Namun, kamampuan seorang perempuan cenderung dipandang sebelah mata, dan menganggap ia hanyalah manusia ‘lemah’ dari masyarakat yang selalu genting bantuan meski untuk dirinya sendiri, sekalipun ia mampu.

Disinilah, kesetaraan harusnya dijunjung tinggi oleh manusia, memandirikan laki-laki juga perempuan pun sangat diperlukan, membangun rasa saling menghargai antara laki-laki dan perempuan, bukan saling merendahkan satu sama lain dan saling melemparkan istilah kata ‘lemah’ dan lain sebagainya yang cenderung dilontarkan pada perempuan.

Mengutip kata Ir.

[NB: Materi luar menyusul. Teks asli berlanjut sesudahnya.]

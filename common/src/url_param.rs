//! Compact path/query segment encoding for listing page state.

use std::{fmt::Display, str::FromStr};

use base64::Engine;
use base64::engine::general_purpose::URL_SAFE;
use serde::{Deserialize, Serialize, de::DeserializeOwned};
use thiserror::Error;


/// Wraps any serde value so it can be written into a URL: CBOR bytes, then
/// URL-safe base64. Parsing reverses both steps.
#[derive(Serialize, Deserialize, Clone, Debug, Default, PartialEq)]
pub struct UrlParam<T>(pub T);

impl<T> From<T> for UrlParam<T> {
    fn from(value: T) -> Self {
        UrlParam(value)
    }
}

impl<T> UrlParam<T> {
    pub fn into_inner(self) -> T {
        self.0
    }
}

#[derive(Debug, Error)]
pub enum StateParseError {
    #[error("Failed to decode base64: {0}")]
    DecodeError(#[from] base64::DecodeError),
    #[error("Failed to deserialize: {0}")]
    CiboriumError(#[from] ciborium::de::Error<std::io::Error>),
}

impl<T: Serialize> Display for UrlParam<T> {
    fn fmt(&self, f: &mut std::fmt::Formatter<'_>) -> std::fmt::Result {
        let mut cbor = Vec::new();
        // an unserializable value renders as an empty segment
        if ciborium::into_writer(&self.0, &mut cbor).is_ok() {
            f.write_str(&URL_SAFE.encode(cbor))?;
        }
        Ok(())
    }
}

impl<T: DeserializeOwned> FromStr for UrlParam<T> {
    type Err = StateParseError;

    fn from_str(s: &str) -> Result<Self, Self::Err> {
        let cbor = URL_SAFE.decode(s.trim().as_bytes())?;
        let value = ciborium::from_reader::<T, _>(cbor.as_slice())?;
        Ok(UrlParam(value))
    }
}
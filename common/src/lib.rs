//! Common library exports shared by the listing pages and the listing client.

extern crate serde;


pub mod listing_const;
pub mod facet;
pub mod filter_translator;
pub mod listing;
pub mod listing_sorter;
pub mod url_param;
pub mod listing_view_state;
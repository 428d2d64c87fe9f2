//! Environment configuration for the listing client.

use std::{env, fmt::Display, str::FromStr, time::Duration};

use common::listing_const::{DEBOUNCE_MS, PAGE_SIZE};
use tracing::{info, warn};

pub const DEFAULT_API_URL: &str = "http://localhost:8000/api";
pub const DEFAULT_CACHE_TTL_SECS: u64 = 30;
pub const DEFAULT_CACHE_CAPACITY: usize = 256;

#[derive(Debug, Clone, PartialEq)]
pub struct ListingConfig {
    /// Base URL of the REST API, without the `/cars` suffix.
    pub api_url: String,
    pub page_size: u64,
    pub debounce: Duration,
    /// How long a cached response may be served again. Zero disables the cache.
    pub cache_ttl: Duration,
    pub cache_capacity: usize,
}

impl Default for ListingConfig {
    fn default() -> Self {
        Self {
            api_url: DEFAULT_API_URL.to_string(),
            page_size: PAGE_SIZE,
            debounce: Duration::from_millis(DEBOUNCE_MS),
            cache_ttl: Duration::from_secs(DEFAULT_CACHE_TTL_SECS),
            cache_capacity: DEFAULT_CACHE_CAPACITY,
        }
    }
}

impl ListingConfig {
    pub fn from_env() -> Self {
        Self::from_lookup(|key| env::var(key).ok())
    }

    /// Builds the config from any key lookup; missing or invalid values keep the default.
    pub fn from_lookup(lookup: impl Fn(&str) -> Option<String>) -> Self {
        let api_url: String = try_load(&lookup, "CARS_API_URL", DEFAULT_API_URL.to_string());
        let page_size: u64 = try_load(&lookup, "LISTING_PAGE_SIZE", PAGE_SIZE);
        let debounce_ms: u64 = try_load(&lookup, "LISTING_DEBOUNCE_MS", DEBOUNCE_MS);
        let cache_ttl_secs: u64 = try_load(&lookup, "LISTING_CACHE_TTL_SECS", DEFAULT_CACHE_TTL_SECS);
        let cache_capacity: usize = try_load(&lookup, "LISTING_CACHE_CAPACITY", DEFAULT_CACHE_CAPACITY);

        Self {
            api_url: api_url.trim_end_matches('/').to_string(),
            page_size: page_size.max(1),
            debounce: Duration::from_millis(debounce_ms),
            cache_ttl: Duration::from_secs(cache_ttl_secs),
            cache_capacity,
        }
    }
}

fn try_load<T>(lookup: &impl Fn(&str) -> Option<String>, key: &str, default: T) -> T
where
    T: FromStr + Display,
    T::Err: Display,
{
    let Some(raw) = lookup(key) else {
        info!("{key} not set, using default: {default}");
        return default;
    };
    raw.trim().parse().unwrap_or_else(|e| {
        warn!("Invalid {key} value {raw:?}: {e}, using default: {default}");
        default
    })
}


#[cfg(test)]
mod tests {
    use super::*;
    use std::collections::HashMap;

    fn lookup_from(pairs: &[(&str, &str)]) -> impl Fn(&str) -> Option<String> {
        let map = pairs.iter().map(|(k, v)| (k.to_string(), v.to_string())).collect::<HashMap<_, _>>();
        move |key| map.get(key).cloned()
    }

    #[test]
    fn missing_variables_use_defaults() {
        assert_eq!(ListingConfig::from_lookup(|_| None), ListingConfig::default());
    }

    #[test]
    fn variables_override_defaults() {
        let config = ListingConfig::from_lookup(lookup_from(&[
            ("CARS_API_URL", "https://cars.example.vn/api/"),
            ("LISTING_PAGE_SIZE", "24"),
            ("LISTING_DEBOUNCE_MS", "250"),
            ("LISTING_CACHE_TTL_SECS", "0"),
            ("LISTING_CACHE_CAPACITY", "8"),
        ]));
        assert_eq!(config.api_url, "https://cars.example.vn/api");
        assert_eq!(config.page_size, 24);
        assert_eq!(config.debounce, Duration::from_millis(250));
        assert_eq!(config.cache_ttl, Duration::ZERO);
        assert_eq!(config.cache_capacity, 8);
    }

    #[test]
    fn invalid_numbers_fall_back() {
        let config = ListingConfig::from_lookup(lookup_from(&[("LISTING_PAGE_SIZE", "lots"), ("LISTING_DEBOUNCE_MS", "-3")]));
        assert_eq!(config.page_size, PAGE_SIZE);
        assert_eq!(config.debounce, Duration::from_millis(DEBOUNCE_MS));
    }
}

Soekarno dalam buku Sarinah (Kewajiban Wanita Dalam Perjuangan Republik Indonesia). bahwa jika saja konsep berperang adalah laki-laki rela mati di medan perang, maka perempuan adalah setiap hari rela mati demi melahirkan seorang anak. Tak cukup dengan hal demikian jika merendahkan seorang perempuan, tentunya akan merendahkan diri sendiri yang lahir dari kaum yang dijuluki ‘lemah’ tersebut. Bukankah masyarakat terbentuk dari kumpulan individu? dan individu penyusun masyarakat tersebut dilahirkan oleh seorang perempuan?

Sayangnya, disamping banyaknya masalah yang menimpa kaum perempuan, mayoritas masyarakat Indonesia juga masih memandang perempuan sebagai manusia kedua setelah laki-laki. Begitu memprihatinkannya kaum perempuan yang terkadang sebagian haknya bergantung pada laki-laki, seperti masalah pekerjaan ketika telah menikah. Cenderung suami akan bekerja di luar rumah seperti perusahaan atau lainnya, sedangkan istri  bekerja dalam rumah, sesekali diluar rumah ketika suaminya sedang sakit, itupun dengan syarat bahwa sang suami harus mengizinkannya terlebih dahulu, artinya apa?

Bahwa sebagian hak perempuan ada di ujung lidah laki-laki. Tak hanya hak untuk bekerja, bahkan hak untuk menduduki kursi pendidikan formal pun, perempuan harus dihadapkan denganwarning oleh masyarakat, ‘pendidikan perempuan jangan terlalu tinggi, takutnya tidak ada laki-laki yang lamar’, khususnya perempuan yang mengecap bangku perkuliahan akrab dengan kalimat tersebut. Apakah perempuan terlahir dengan ujung pilihan pendidikan dan pasangan hidup ?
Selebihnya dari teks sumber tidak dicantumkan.